• _Exercise aim_
For the data below, give again exactly the lines from the one containing "use serde::Serialize;" through the one containing "the anon key.", both ends included, and no others.

[Opening Raw data section]

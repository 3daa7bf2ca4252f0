use anyhow::{Context, Result};
use serde::Deserialize;

#[derive(Debug, Deserialize)]
pub struct AgentConfig {
    /// Address of the zfsmon aggregation server.
    pub server_endpoint: String,
    /// Hostname to report as. Defaults to the system hostname.
    pub hostname: Option<String>,
    #[serde(default = "default_update_interval")]
    pub update_interval_secs: u64,
    #[serde(default = "default_http_timeout")]
    pub http_timeout_secs: u64,
}

fn default_update_interval() -> u64 {
    60
}

fn default_http_timeout() -> u64 {
    30
}

impl AgentConfig {
    pub fn load(path: &str) -> Result<Self> {
        let content = std::fs::read_to_string(path)
            .with_context(|| format!("failed to read config file {path}"))?;
        let config: Self = toml::from_str(&content)?;
        Ok(config)
    }

    /// Build the server base URL from `server_endpoint`.
    pub fn endpoint(&self) -> String {
        let addr = self.server_endpoint.trim().trim_end_matches('/');
        if addr.contains("://") {
            return addr.to_string();
        }
        format!("http://{addr}")
    }

    /// The hostname this agent reports as.
    pub fn reported_hostname(&self) -> String {
        self.hostname.clone().unwrap_or_else(|| {
            hostname::get()
                .map(|h| h.to_string_lossy().into_owned())
                .unwrap_or_else(|_| "localhost".to_string())
        })
    }
}
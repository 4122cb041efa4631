use std::sync::mpsc::Sender;
use std::sync::{Mutex, RwLock};
use std::time::Duration;

use reqwest::Method;
use reqwest::blocking::{Client, RequestBuilder, Response};
use serde::Serialize;
use serde::de::DeserializeOwned;
use tracing::debug;

use crate::config::BackendSettings;

use super::auth::{AuthEvent, Session};
use super::error::{BackendError, Result};

/// Blocking client for the hosted backend.
///
/// Holds the current auth session: once signed in, requests carry the
/// user's access token instead of the anon key.
pub struct BackendClient {
    pub(super) http: Client,
    pub(super) base_url: String,
    pub(super) anon_key: String,
    pub(super) session: RwLock<Option<Session>>,
    pub(super) listeners: Mutex<Vec<Sender<AuthEvent>>>,
}

impl BackendClient {
    pub fn new(settings: &BackendSettings) -> Result<Self> {
        let url = settings.url.trim().trim_end_matches('/').to_string();
        if url.is_empty() {
            return Err(BackendError::InvalidUrl("URL cannot be empty".into()));
        }
        if !url.starts_with("http://") && !url.starts_with("https://") {
            return Err(BackendError::InvalidUrl(
                "URL must start with http:// or https://".into(),
            ));
        }

        let http = Client::builder()
            .timeout(Duration::from_secs(settings.timeout_secs.max(1)))
            .user_agent(format!("melodex/{}", env!("CARGO_PKG_VERSION")))
            .build()?;

        Ok(Self {
            http,
            base_url: url,
            anon_key: settings.anon_key.clone(),
            session: RwLock::new(None),
            listeners: Mutex::new(Vec::new()),
        })
    }

    pub(super) fn rest_url(&self, table: &str) -> String {
        format!("{}/rest/v1/{}", self.base_url, table)
    }

    pub(super) fn access_token(&self) -> Option<String> {
        self.session
            .read()
            .ok()
            .and_then(|s| s.as_ref().map(|s| s.access_token.clone()))
    }

    /// Start a request with the `apikey` header and the best available bearer token.
    pub(super) fn request(&self, method: Method, url: &str) -> RequestBuilder {
        let token = self.access_token().unwrap_or_else(|| self.anon_key.clone());
        self.http
            .request(method, url)
            .header("apikey", &self.anon_key)
            .bearer_auth(token)
    }

    /// Fetch rows from `table`. `query` holds PostgREST params (`select`, filters, `limit`).
    pub fn select<T: DeserializeOwned>(&self, table: &str, query: &[(&str, String)]) -> Result<Vec<T>> {
        let url = self.rest_url(table);
        debug!(table, ?query, "select");
        let response = self.request(Method::GET, &url).query(query).send()?;
        let response = check(response)?;
        response
            .json::<Vec<T>>()
            .map_err(|e| BackendError::Parse(format!("rows from {table}: {e}")))
    }

    pub fn insert<T: Serialize>(&self, table: &str, row: &T) -> Result<()> {
        let url = self.rest_url(table);
        debug!(table, "insert");
        let response = self
            .request(Method::POST, &url)
            .header("Prefer", "return=minimal")
            .json(row)
            .send()?;
        check(response).map(drop)
    }

    /// Insert `rows`, merging into existing rows on primary-key conflict.
    pub fn upsert<T: Serialize>(&self, table: &str, rows: &[T]) -> Result<()> {
        if rows.is_empty() {
            return Ok(());
        }
        let url = self.rest_url(table);
        debug!(table, count = rows.len(), "upsert");
        let response = self
            .request(Method::POST, &url)
            .header("Prefer", "resolution=merge-duplicates,return=minimal")
            .json(rows)
            .send()?;
        check(response).map(drop)
    }

    /// Patch every row matching `filters` with the fields of `patch`.
    pub fn update<T: Serialize>(&self, table: &str, filters: &[(&str, String)], patch: &T) -> Result<()> {
        let url = self.rest_url(table);
        debug!(table, ?filters, "update");
        let response = self
            .request(Method::PATCH, &url)
            .query(filters)
            .header("Prefer", "return=minimal")
            .json(patch)
            .send()?;
        check(response).map(drop)
    }

    pub fn delete(&self, table: &str, filters: &[(&str, String)]) -> Result<()> {
        if filters.is_empty() {
            // PostgREST would refuse anyway; never send an unfiltered delete.
            return Err(BackendError::Api {
                status: 400,
                message: format!("refusing to delete from {table} without a filter"),
            });
        }
        let url = self.rest_url(table);
        debug!(table, ?filters, "delete");
        let response = self.request(Method::DELETE, &url).query(filters).send()?;
        check(response).map(drop)
    }
}

/// PostgREST equality filter value.
pub(super) fn eq(value: &str) -> String {
    format!("eq.{value}")
}

/// Case-insensitive "contains" filter value. Wildcards in `term` are dropped.
pub(super) fn ilike_contains(term: &str) -> String {
    let cleaned: String = term
        .trim()
        .chars()
        .filter(|c| !matches!(c, '*' | '%'))
        .collect();
    format!("ilike.*{cleaned}*")
}

/// Turn a non-success response into `BackendError::Api`.
pub(super) fn check(response: Response) -> Result<Response> {
    let status = response.status();
    if status.is_success() {
        return Ok(response);
    }
    let body = response.text().unwrap_or_default();
    Err(api_error(status.as_u16(), &body))
}

/// Build an API error, pulling the message out of the usual JSON error shapes.
pub(super) fn api_error(status: u16, body: &str) -> BackendError {
    BackendError::Api {
        status,
        message: error_message(body),
    }
}

pub(super) fn error_message(body: &str) -> String {
    let parsed: Option<serde_json::Value> = serde_json::from_str(body).ok();
    parsed
        .as_ref()
        .and_then(|v| {
            ["error_description", "msg", "message", "error"]
                .iter()
                .find_map(|k| v.get(*k).and_then(|m| m.as_str()))
        })
        .map(str::to_string)
        .unwrap_or_else(|| body.trim().to_string())
}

[Closing Raw data section]

• _Answer for this exercise_
use serde::Serialize;
use serde::de::DeserializeOwned;
use tracing::debug;

use crate::config::BackendSettings;

use super::auth::{AuthEvent, Session};
use super::error::{BackendError, Result};

/// Blocking client for the hosted backend.
///
/// Holds the current auth session: once signed in, requests carry the
/// user's access token instead of the anon key.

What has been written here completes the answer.